Crédit visuel : Archives

Article rédigé par Camille Cottais — Rédactrice en chef

Les 24 et 25 novembre derniers, un sit-in anti-énergies fossiles et pro-Palestine a eu lieu à la succursale de la Banque royale du Canada (RBC) située à UCU, sur le campus de l’Université d’Ottawa (U d’O). Le second jour de cette mobilisation pacifique, des agent.e.s du Service de police d’Ottawa (SPO) se sont rendus sur les lieux pour y mettre fin.

Un sit-in qui dérange

Cette manifestation contre RBC est organisée presque chaque année depuis l’arrivée de la banque sur le campus en 2019, rapporte Alex Stratas, Commissaire à la revendication au Syndicat étudiant de l’université d’Ottawa (SÉUO) et co-présidente de Climate Justice Climatique uOttawa (CJCUO), l’une des organisations à l’origine de la mobilisation. En effet, elle indique que le groupe RBC est le plus grand investisseur dans les combustibles fossiles au Canada. Il finance des projets tels que le gazoduc Coastal GasLink et l’oléoduc Trans Mountain, qui sont destructifs pour l’environnement et violent certains principes de la Déclaration des Nations Unies sur les droits des peuples autochtones, continue Stratas. En outre, selon la Commissaire, RBC aurait investi 15 748 000 de dollars américains dans Palantir, qui fournit notamment des systèmes prédictifs d’intelligence artificielle aux forces de sécurité israéliennes.

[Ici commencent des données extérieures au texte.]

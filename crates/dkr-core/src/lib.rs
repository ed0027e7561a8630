//! DKR Core — Domain Knowledge Rules engine
//!
//! Human-authored `.rules` files describe a knowledge domain: known facts,
//! question intents, search expansions, terminology fixes, correction rules
//! and synonyms. This crate parses those files and applies them to
//! question/answer pairs produced by an external retrieval pipeline.
//!
//! # Architecture
//!
//! ```text
//! source id → RuleStore ─ fetch → hash → Parser → Validator
//!                 ↓
//!            Arc<RuleSet>
//!                 ↓
//! (question, answer) → Engine → detect intent → expand query
//!                                   → normalize → evaluate rules → ProcessResult
//! ```
//!
//! # Example
//!
//! ```ignore
//! let store = RuleStore::new(FsSource::with_root("domain_rules"));
//! let rules = store.load("licencas")?;
//! let result = Engine::new().process(&rules, question, answer);
//! println!("{}", result.final_answer);
//! ```

pub mod config;
pub mod engine;
pub mod error;
pub mod matcher;
pub mod normalizer;
pub mod parser;
pub mod store;
pub mod verifier;

pub use config::DkrConfig;
pub use engine::{ConfidenceStrategy, DetectedIntent, Engine, ProcessResult, TriggerFraction};
pub use error::{Error, ParseError, Result};
pub use parser::ast::*;
pub use parser::{content_hash, parse, parse_source};
pub use store::{FsSource, MemorySource, RuleSource, RuleStore, StoreStats};
pub use verifier::{validate, Diagnostic, ValidationReport};

/// Version of the dkr-core library
pub const VERSION: &str = env!("CARGO_PKG_VERSION");
//! Types that represent TFTP packets and their wire format.
//!
//! Every packet starts with a 2-byte big-endian [`Opcode`]. The remainder is
//! parsed by a bounded decoder: a short buffer, an unknown opcode or a
//! missing NUL terminator produces a [`MalformedPacket`], never a panic.

use std::fmt;

use thiserror::Error;

use crate::bytes::{take_u16, Bytes, FromBytes, IntoBytes};

mod ack;
mod data;
mod error;
mod mode;
mod opcode;
mod rq;

pub use ack::Ack;
pub use data::Data;
pub use error::{ErrorCode, ErrorPacket};
pub use mode::Mode;
pub use opcode::Opcode;
pub use rq::Rq;

/// The largest payload a single `Data` packet may carry.
pub const MAX_PAYLOAD_SIZE: usize = 512;

/// The largest datagram the protocol produces: opcode, block and payload.
pub const MAX_PACKET_SIZE: usize = 4 + MAX_PAYLOAD_SIZE;

/// Why a datagram could not be decoded into a [`Packet`].
#[derive(Clone, Debug, Eq, Error, PartialEq)]
pub enum MalformedPacket {
    /// The buffer ended before a fixed-size field.
    #[error("packet too short: needed {needed} bytes, got {got}")]
    TooShort {
        /// Bytes required by the field.
        needed: usize,
        /// Bytes available.
        got: usize,
    },

    /// The opcode is not one of the five RFC 1350 opcodes.
    #[error("unknown opcode {0}")]
    UnknownOpcode(u16),

    /// A string field had no NUL terminator.
    #[error("string field is missing its NUL terminator")]
    MissingTerminator,

    /// A filename or mode was not valid UTF-8.
    #[error("string field is not valid text")]
    InvalidText,

    /// The request named a mode other than netascii, octet or mail.
    #[error("unknown transfer mode {0:?}")]
    UnknownMode(String),

    /// The error code is outside 0..=7.
    #[error("unknown error code {0}")]
    UnknownErrorCode(u16),

    /// A `Data` packet carried more than 512 bytes.
    #[error("payload of {0} bytes exceeds the block size")]
    PayloadTooLarge(usize),

    /// The packet body had the wrong length for its opcode.
    #[error("unexpected body length {0}")]
    BadLength(usize),
}

/// A block number. Wraps around after 65535.
#[derive(Clone, Copy, Debug, Default, Eq, Hash, Ord, PartialEq, PartialOrd)]
pub struct Block(pub u16);

impl Block {
    /// Creates a new `Block`.
    pub fn new(val: u16) -> Self {
        Self(val)
    }

    /// The block that follows this one.
    pub fn next(self) -> Self {
        Self(self.0.wrapping_add(1))
    }

    /// The block that precedes this one.
    pub fn prev(self) -> Self {
        Self(self.0.wrapping_sub(1))
    }
}

impl IntoBytes for Block {
    fn into_bytes(self) -> Vec<u8> {
        Bytes::new(self.0).into_bytes()
    }
}

impl fmt::Display for Block {
    fn fmt(&self, f: &mut fmt::Formatter<'_>) -> fmt::Result {
        write!(f, "#{}", self.0)
    }
}

/// A TFTP packet.
#[derive(Clone, Debug, Eq, PartialEq)]
pub enum Packet {
    /// Read request.
    Rrq(Rq),

    /// Write request.
    Wrq(Rq),

    /// A block of file contents.
    Data(Data),

    /// Acknowledgement of a block.
    Ack(Ack),

    /// The peer is giving up on the transfer.
    Error(ErrorPacket),
}

impl Packet {
    /// Creates a read request.
    pub fn rrq<T: AsRef<str>>(filename: T, mode: Mode) -> Self {
        Packet::Rrq(Rq::new(filename, mode))
    }

    /// Creates a write request.
    pub fn wrq<T: AsRef<str>>(filename: T, mode: Mode) -> Self {
        Packet::Wrq(Rq::new(filename, mode))
    }

    /// Creates a data packet.
    pub fn data<T: AsRef<[u8]>>(block: Block, data: T) -> Self {
        Packet::Data(Data::new(block, data))
    }

    /// Creates an acknowledgement packet.
    pub fn ack(block: Block) -> Self {
        Packet::Ack(Ack { block })
    }

    /// Creates an error packet.
    pub fn error<S: Into<String>>(code: ErrorCode, message: S) -> Self {
        Packet::Error(ErrorPacket::new(code, message))
    }

    /// The opcode this packet is sent with.
    pub fn opcode(&self) -> Opcode {
        match self {
            Packet::Rrq(_) => Opcode::Rrq,
            Packet::Wrq(_) => Opcode::Wrq,
            Packet::Data(_) => Opcode::Data,
            Packet::Ack(_) => Opcode::Ack,
            Packet::Error(_) => Opcode::Error,
        }
    }
}

impl FromBytes for Packet {
    type Error = MalformedPacket;

    fn from_bytes<T: AsRef<[u8]>>(bytes: T) -> Result<Self, MalformedPacket> {
        let (opcode, body) = take_u16(bytes.as_ref())?;

        Ok(match Opcode::from_u16(opcode)? {
            Opcode::Rrq => Packet::Rrq(Rq::from_bytes(body)?),
            Opcode::Wrq => Packet::Wrq(Rq::from_bytes(body)?),
            Opcode::Data => Packet::Data(Data::from_bytes(body)?),
            Opcode::Ack => Packet::Ack(Ack::from_bytes(body)?),
            Opcode::Error => Packet::Error(ErrorPacket::from_bytes(body)?),
        })
    }
}

impl IntoBytes for Packet {
    fn into_bytes(self) -> Vec<u8> {
        let mut bytes = self.opcode().into_bytes();
        let mut body = match self {
            Packet::Rrq(rq) | Packet::Wrq(rq) => rq.into_bytes(),
            Packet::Data(data) => data.into_bytes(),
            Packet::Ack(ack) => ack.into_bytes(),
            Packet::Error(error) => error.into_bytes(),
        };
        bytes.append(&mut body);
        bytes
    }
}

impl fmt::Display for Packet {
    fn fmt(&self, f: &mut fmt::Formatter<'_>) -> fmt::Result {
        match self {
            Packet::Rrq(rq) | Packet::Wrq(rq) => {
                write!(f, "{} {:?} ({})", self.opcode(), rq.filename, rq.mode)
            }
            Packet::Data(data) => write!(f, "DATA {} ({} bytes)", data.block, data.data.len()),
            Packet::Ack(ack) => write!(f, "ACK {}", ack.block),
            Packet::Error(error) => write!(f, "ERROR {}", error),
        }
    }
}
//! One transfer between the server and one client.
//!
//! A `Session` owns its channel for its whole life and moves exactly one
//! file in one direction:
//!
//! * [`Session::send_file`] serves a read request: DATA out, ACK in.
//! * [`Session::receive_file`] serves a write request: ACK out, DATA in.
//!
//! Blocks are exchanged strictly in lock-step; block N+1 is never sent or
//! accepted before block N is acknowledged. A DATA payload shorter than
//! 512 bytes is the only end-of-file signal, so a file whose length is a
//! multiple of 512 ends with an empty block.
//!
//! Any failure is terminal: the peer is sent a best-effort ERROR packet and
//! the session moves to [`State::Failed`]. A failed write leaves the
//! partially written file in place.

use std::fmt;
use std::io::{self, Read, Write};

use tracing::{debug, trace};

use crate::bytes::{FromBytes, IntoBytes};
use crate::channel::Channel;
use crate::error::TransferError;
use crate::packet::{Block, Data, Packet, MAX_PAYLOAD_SIZE};
use crate::retransmit;
use crate::RetransmissionConfig;

/// Where a session is in its transfer.
#[derive(Clone, Copy, Debug, Eq, PartialEq)]
pub enum State {
    /// Nothing has been exchanged yet.
    Idle,

    /// Reading the next block from the file.
    Sending,

    /// A block is out; waiting for its acknowledgement.
    AwaitingAck,

    /// An acknowledgement is out; waiting for the next block.
    AwaitingData,

    /// Writing a received block to the file.
    Writing,

    /// The transfer completed.
    Done,

    /// The transfer was abandoned.
    Failed,
}

impl fmt::Display for State {
    fn fmt(&self, f: &mut fmt::Formatter<'_>) -> fmt::Result {
        fmt::Debug::fmt(self, f)
    }
}

/// What a completed transfer moved.
#[derive(Clone, Copy, Debug, Default, Eq, PartialEq)]
pub struct Summary {
    /// DATA blocks exchanged, including a trailing empty one.
    pub blocks: u32,

    /// File bytes moved.
    pub bytes: u64,
}

/// A single transfer over a channel to one peer.
pub struct Session<C> {
    channel: C,
    retransmission: RetransmissionConfig,
    state: State,
}

impl<C: Channel> Session<C> {
    /// Creates a new session over `channel`.
    pub fn new(channel: C, retransmission: RetransmissionConfig) -> Self {
        Self {
            channel,
            retransmission,
            state: State::Idle,
        }
    }

    /// The session's current state.
    pub fn state(&self) -> State {
        self.state
    }

    /// Sends the contents of `reader` to the peer, starting at block 1.
    pub fn send_file<R: Read>(&mut self, reader: R) -> Result<Summary, TransferError> {
        let result = self.send_blocks(reader);
        self.finish(result)
    }

    /// Receives a file from the peer into `writer`, starting with ACK 0.
    pub fn receive_file<W: Write>(&mut self, writer: W) -> Result<Summary, TransferError> {
        let result = self.receive_blocks(writer);
        self.finish(result)
    }

    /// Abandons the transfer: tells the peer why, if it is owed an
    /// explanation, and moves to `Failed`.
    pub fn abort(&mut self, err: TransferError) -> TransferError {
        self.state = State::Failed;

        if let Some(packet) = err.to_packet() {
            if let Err(send_err) = self.channel.send(&packet.into_bytes()) {
                debug!(error = %send_err, "couldn't send error packet");
            }
        }

        err
    }

    fn finish(&mut self, result: Result<Summary, TransferError>) -> Result<Summary, TransferError> {
        match result {
            Ok(summary) => {
                self.state = State::Done;
                Ok(summary)
            }
            Err(err) => Err(self.abort(err)),
        }
    }

    fn send_blocks<R: Read>(&mut self, mut reader: R) -> Result<Summary, TransferError> {
        let mut summary = Summary::default();
        let mut block = Block::new(1);
        let mut acked = None;
        let mut buf = [0; MAX_PAYLOAD_SIZE];

        loop {
            self.state = State::Sending;
            let nbytes = fill_block(&mut reader, &mut buf)?;

            self.state = State::AwaitingAck;
            retransmit::await_ack(
                &self.channel,
                Data::new(block, &buf[..nbytes]),
                acked,
                &self.retransmission,
            )?;
            trace!(%block, nbytes, "block acknowledged");

            summary.blocks += 1;
            summary.bytes += nbytes as u64;

            if nbytes < MAX_PAYLOAD_SIZE {
                return Ok(summary);
            }
            acked = Some(block);
            block = block.next();
        }
    }

    fn receive_blocks<W: Write>(&mut self, mut writer: W) -> Result<Summary, TransferError> {
        let mut summary = Summary::default();
        let mut received = None;

        loop {
            self.state = State::AwaitingData;
            let data = retransmit::await_data(&self.channel, received, &self.retransmission)?;

            self.state = State::Writing;
            writer.write_all(&data.data)?;
            trace!(block = %data.block, nbytes = data.data.len(), "block written");

            summary.blocks += 1;
            summary.bytes += data.data.len() as u64;
            received = Some(data.block);

            if data.is_last() {
                writer.flush()?;
                self.channel.send(&Packet::ack(data.block).into_bytes())?;
                self.dally(data.block);
                return Ok(summary);
            }
        }
    }

    /// Lingers after the final ACK in case it was lost, re-sending it for
    /// as long as the peer keeps retransmitting the last block.
    fn dally(&self, last: Block) {
        let ack = Packet::ack(last).into_bytes();

        for _ in 1..self.retransmission.max_attempts() {
            let bytes = match self.channel.recv_timeout(self.retransmission.timeout()) {
                Ok(Some(bytes)) => bytes,
                _ => return,
            };

            match Packet::from_bytes(&bytes) {
                Ok(Packet::Data(data)) if data.block == last => {
                    debug!(block = %last, "final block repeated, re-sending ACK");
                    if self.channel.send(&ack).is_err() {
                        return;
                    }
                }
                _ => return,
            }
        }
    }
}

/// Reads until `buf` is full or the reader is exhausted. A short count
/// therefore always means end of file.
fn fill_block<R: Read>(reader: &mut R, buf: &mut [u8]) -> io::Result<usize> {
    let mut filled = 0;

    while filled < buf.len() {
        match reader.read(&mut buf[filled..]) {
            Ok(0) => break,
            Ok(nbytes) => filled += nbytes,
            Err(err) if err.kind() == io::ErrorKind::Interrupted => continue,
            Err(err) => return Err(err),
        }
    }

    Ok(filled)
}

Certains groupes, comme CJCUO, mais aussi Integrity Not Spite Against Falastin (INSAF), Palestinian Youth Movement Ottawa (PYM Ottawa), Ottawa Socialist Literature Group, la Ligue de la jeunesse communiste Donalda Charron et Change Course, se mobilisent ainsi pour dénoncer la présence de RBC sur le campus.

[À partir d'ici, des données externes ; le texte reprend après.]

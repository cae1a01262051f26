//! The `tftpd` crate provides a Trivial File Transfer Protocol (RFC 1350)
//! server:
//!
//! * The protocol (types that represent TFTP packets and their wire format).
//! * A transfer engine that sends or receives one file over one peer
//!   channel, with acknowledgements, retransmission and end-of-file
//!   detection.
//! * A dispatcher that accepts requests on a well-known port and hands each
//!   one to its own thread and its own UDP socket.
//!
//! For more information, please see [THE TFTP PROTOCOL (REVISION 2)](
//! https://tools.ietf.org/html/rfc1350).
//!
//! ## Try it out
//!
//! In one terminal window, start up the server:
//!
//! ```console
//! $ cargo run -- --port 6655 --read-dir ./files --write-dir ./uploads
//! INFO tftpd: Serving Trivial File Transfer Protocol (TFTP) @ 0.0.0.0:6655
//! ```
//!
//! Then point any TFTP client at it:
//!
//! ```console
//! $ tftp 127.0.0.1 6655 -m binary -c get report.txt
//! ```

#![deny(missing_docs)]

use std::time::Duration;

/// POD struct representing the configuration of the retransmission of packets
#[derive(Debug, Copy, Clone, Ord, PartialOrd, Eq, PartialEq)]
pub struct RetransmissionConfig {
    /// How long should we wait for a reply before retransmitting the last packet?
    timeout: Duration,

    /// How many times should a packet be transmitted before giving up?
    ///
    /// Note that this counts *transmissions*, not retransmissions: with
    /// `max_attempts` of 1 the packet is sent once and never repeated.
    max_attempts: usize,
}

impl RetransmissionConfig {
    /// Creates a new config. `max_attempts` is raised to at least 1.
    pub fn new(timeout: Duration, max_attempts: usize) -> Self {
        Self {
            timeout,
            max_attempts: max_attempts.max(1),
        }
    }

    /// How long to wait for each reply.
    pub fn timeout(&self) -> Duration {
        self.timeout
    }

    /// How many times a packet is sent before the transfer is abandoned.
    pub fn max_attempts(&self) -> usize {
        self.max_attempts
    }
}

impl Default for RetransmissionConfig {
    fn default() -> Self {
        Self::new(Duration::from_secs(1), 5)
    }
}

mod bytes;
pub mod channel;
pub mod config;
pub mod error;
pub mod fs;
pub mod packet;
pub mod retransmit;
mod server;
pub mod session;

pub use bytes::{FromBytes, IntoBytes};
pub use config::Config;
pub use error::TransferError;
pub use server::{Handler, Operation, Request, Server};
pub use session::{Session, State, Summary};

Un étudiant à l’U d’O en économie et développement international et membre d’Ottawa Socialist Literature Group, qui était présent lors du sit-in, rapporte que des agent.e.s sont intervenu.e.s dès le premier jour de la mobilisation pour intimer aux activistes de cesser le bruit, sous peine d’intervention, ce qui a été fait. 

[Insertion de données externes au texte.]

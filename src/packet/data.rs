use super::{Block, MalformedPacket, MAX_PAYLOAD_SIZE};
use crate::bytes::{take_u16, FromBytes, IntoBytes};

/// One block of file contents. A payload shorter than
/// [`MAX_PAYLOAD_SIZE`] marks the end of the transfer.
#[derive(Clone, Debug, Eq, PartialEq)]
pub struct Data {
    /// The block number, starting at 1.
    pub block: Block,

    /// Up to 512 bytes of file contents.
    pub data: Vec<u8>,
}

impl Data {
    /// Creates a new `Data` packet body.
    pub fn new<T: AsRef<[u8]>>(block: Block, data: T) -> Self {
        Self {
            block,
            data: data.as_ref().to_vec(),
        }
    }

    /// Whether this is the final block of a transfer.
    pub fn is_last(&self) -> bool {
        self.data.len() < MAX_PAYLOAD_SIZE
    }
}

impl FromBytes for Data {
    type Error = MalformedPacket;

    fn from_bytes<T: AsRef<[u8]>>(bytes: T) -> Result<Self, MalformedPacket> {
        let (block, data) = take_u16(bytes.as_ref())?;

        if data.len() > MAX_PAYLOAD_SIZE {
            return Err(MalformedPacket::PayloadTooLarge(data.len()));
        }

        Ok(Self {
            block: Block(block),
            data: data.to_vec(),
        })
    }
}

impl IntoBytes for Data {
    fn into_bytes(self) -> Vec<u8> {
        let mut bytes = self.block.into_bytes();
        bytes.extend_from_slice(&self.data);
        bytes
    }
}
mod common;

use std::fs;

use tftpd::packet::{Block, ErrorCode, Packet};
use tftpd::{Summary, TransferError};

use common::{serve_n, start_server, Client, MAX_ATTEMPTS};

#[test]
fn test_get_report_txt() {
    let serve_dir = tempfile::tempdir().unwrap();
    let exemplar = common::random_bytes(1000);
    fs::write(serve_dir.path().join("report.txt"), &exemplar).unwrap();

    let (addr, server) = start_server(serve_dir.path(), serve_dir.path());
    let server_thread = serve_n(server, 1);

    let mut client = Client::new(addr);
    let actual = client.get("report.txt").unwrap();
    client.assert_quiet();

    assert_eq!(actual, exemplar);
    assert_eq!(
        client.received,
        vec![
            Packet::data(Block(1), &exemplar[..512]),
            Packet::data(Block(2), &exemplar[512..]),
        ]
    );
    assert_ne!(client.session_addr(), Some(addr), "transfer runs on its own port");

    let outcome = server_thread.join().unwrap().remove(0).unwrap();
    assert_eq!(outcome, Summary { blocks: 2, bytes: 1000 });
}

#[test]
fn test_get_exact_multiple_ends_with_empty_block() {
    let serve_dir = tempfile::tempdir().unwrap();
    let exemplar = common::random_bytes(1536);
    fs::write(serve_dir.path().join("aligned.bin"), &exemplar).unwrap();

    let (addr, server) = start_server(serve_dir.path(), serve_dir.path());
    let server_thread = serve_n(server, 1);

    let mut client = Client::new(addr);
    assert_eq!(client.get("aligned.bin").unwrap(), exemplar);

    let sizes: Vec<usize> = client
        .received
        .iter()
        .map(|p| match p {
            Packet::Data(data) => data.data.len(),
            other => panic!("unexpected {}", other),
        })
        .collect();
    assert_eq!(sizes, vec![512, 512, 512, 0]);

    server_thread.join().unwrap().remove(0).unwrap();
}

#[test]
fn test_get_empty_file() {
    let serve_dir = tempfile::tempdir().unwrap();
    fs::write(serve_dir.path().join("empty"), b"").unwrap();

    let (addr, server) = start_server(serve_dir.path(), serve_dir.path());
    let server_thread = serve_n(server, 1);

    let mut client = Client::new(addr);
    assert!(client.get("empty").unwrap().is_empty());
    assert_eq!(client.received, vec![Packet::data(Block(1), b"")]);

    let outcome = server_thread.join().unwrap().remove(0).unwrap();
    assert_eq!(outcome, Summary { blocks: 1, bytes: 0 });
}

#[test]
fn test_get_missing_file() {
    let serve_dir = tempfile::tempdir().unwrap();

    let (addr, server) = start_server(serve_dir.path(), serve_dir.path());
    let server_thread = serve_n(server, 1);

    let mut client = Client::new(addr);
    let err = client.get("alice-in-wonderland.txt").unwrap_err();
    client.assert_quiet();

    assert_eq!(err, Packet::error(ErrorCode::FileNotFound, "File not found"));
    let outcome = server_thread.join().unwrap().remove(0);
    assert!(matches!(outcome, Err(TransferError::FileNotFound(_))));
}

#[test]
fn test_get_outside_root_is_refused() {
    let root = tempfile::tempdir().unwrap();
    let serve_dir = root.path().join("public");
    fs::create_dir(&serve_dir).unwrap();
    fs::write(root.path().join("secret.txt"), b"hunter2").unwrap();

    let (addr, server) = start_server(&serve_dir, &serve_dir);
    let server_thread = serve_n(server, 1);

    let mut client = Client::new(addr);
    let err = client.get("../secret.txt").unwrap_err();

    assert_eq!(err, Packet::error(ErrorCode::AccessViolation, "Access violation"));
    let outcome = server_thread.join().unwrap().remove(0);
    assert!(matches!(outcome, Err(TransferError::AccessViolation(_))));
}

#[test]
fn test_get_gives_up_when_client_goes_quiet() {
    let serve_dir = tempfile::tempdir().unwrap();
    fs::write(serve_dir.path().join("big.bin"), vec![b'h'; 4096]).unwrap();

    let (addr, server) = start_server(serve_dir.path(), serve_dir.path());
    let server_thread = serve_n(server, 1);

    // Request the file, then never acknowledge anything.
    let mut client = Client::new(addr);
    client.send(Packet::rrq("big.bin", Default::default()));

    for _ in 0..MAX_ATTEMPTS {
        match client.recv() {
            Some(Packet::Data(data)) => assert_eq!(data.block, Block(1)),
            other => panic!("expected a retransmitted block 1, got {:?}", other),
        }
    }
    match client.recv() {
        Some(Packet::Error(error)) => assert_eq!(error.code, ErrorCode::NotDefined),
        other => panic!("expected an error packet, got {:?}", other),
    }
    client.assert_quiet();

    let outcome = server_thread.join().unwrap().remove(0);
    assert!(matches!(
        outcome,
        Err(TransferError::RetryExhausted { block: Block(1), .. })
    ));
}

Le second jour, « nous étions moins disruptif.ve.s. Nous n’avons pas fait de bruit et avons décidé d’étudier car, avant l’arrivée de RBC sur le campus, l’espace était un endroit d’étude pour les étudiant.e.s », raconte-t-il. Pourtant, la police est arrivée moins d’une heure après le commencement du sit-in, selon lui, en affirmant « que nous devions arrêter le sit-in volontairement ou que nous serions arrêté.e.s ». Il qualifie la réponse de la police de « trop excessive ». Stratas précise qu’il s’agissait de deux agents, qui ont menacé d’arrêter tou.te.s les étudiant.e.s présent.e.s pour méfaits et intrusion s’ils et elles ne quittaient pas les lieux. Elle dénonce un « abus manifeste de pouvoir » de la part de la police et de l’administration de l’U d’O.

Qui a réellement appelé la police ?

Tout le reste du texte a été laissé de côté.